**Prompt:**
All of the records should be given again verbatim.

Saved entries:
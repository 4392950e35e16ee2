use async_graphql::{Context, Object};

use crate::application::use_cases::apps::list_installations::{
    ListAppInstallations, ListInstallationsError,
};
use crate::bootstrap::app_context::AppContext;

use super::types::AppInstallationType;
use super::{internal_error, permission_denied, require_requestor};

#[derive(Default)]
pub struct QueryRoot;

#[Object]
impl QueryRoot {
    /// List of all app installations.
    async fn apps_installations(
        &self,
        ctx: &Context<'_>,
    ) -> async_graphql::Result<Vec<AppInstallationType>> {
        let requestor = require_requestor(ctx)?;
        let app_ctx = ctx.data::<AppContext>()?;
        let installations = app_ctx.app_installations();
        let uc = ListAppInstallations {
            installations: installations.as_ref(),
        };
        match uc.execute(requestor).await {
            Ok(rows) => Ok(rows.into_iter().map(AppInstallationType).collect()),
            Err(ListInstallationsError::PermissionDenied) => Err(permission_denied()),
            Err(ListInstallationsError::Persist(err)) => {
                tracing::error!(error = ?err, "list_app_installations_failed");
                Err(internal_error())
            }
        }
    }
}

**Written response:**
repository 4392950e35e16ee2
use async_graphql::{Context, Object};

use crate::application::use_cases::apps::list_installations::{
    ListAppInstallations, ListInstallationsError,
};
use crate::bootstrap::app_context::AppContext;

use super::types::AppInstallationType;
use super::{internal_error, permission_denied, require_requestor};

#[derive(Default)]
pub struct QueryRoot;

#[Object]
impl QueryRoot {
    /// List of all app installations.
    async fn apps_installations(
        &self,
        ctx: &Context<'_>,
    ) -> async_graphql::Result<Vec<AppInstallationType>> {
        let requestor = require_requestor(ctx)?;
        let app_ctx = ctx.data::<AppContext>()?;
        let installations = app_ctx.app_installations();
        let uc = ListAppInstallations {
            installations: installations.as_ref(),
        };
        match uc.execute(requestor).await {
            Ok(rows) => Ok(rows.into_iter().map(AppInstallationType).collect()),
            Err(ListInstallationsError::PermissionDenied) => Err(permission_denied()),
            Err(ListInstallationsError::Persist(err)) => {
                tracing::error!(error = ?err, "list_app_installations_failed");
                Err(internal_error())
            }
        }
    }
}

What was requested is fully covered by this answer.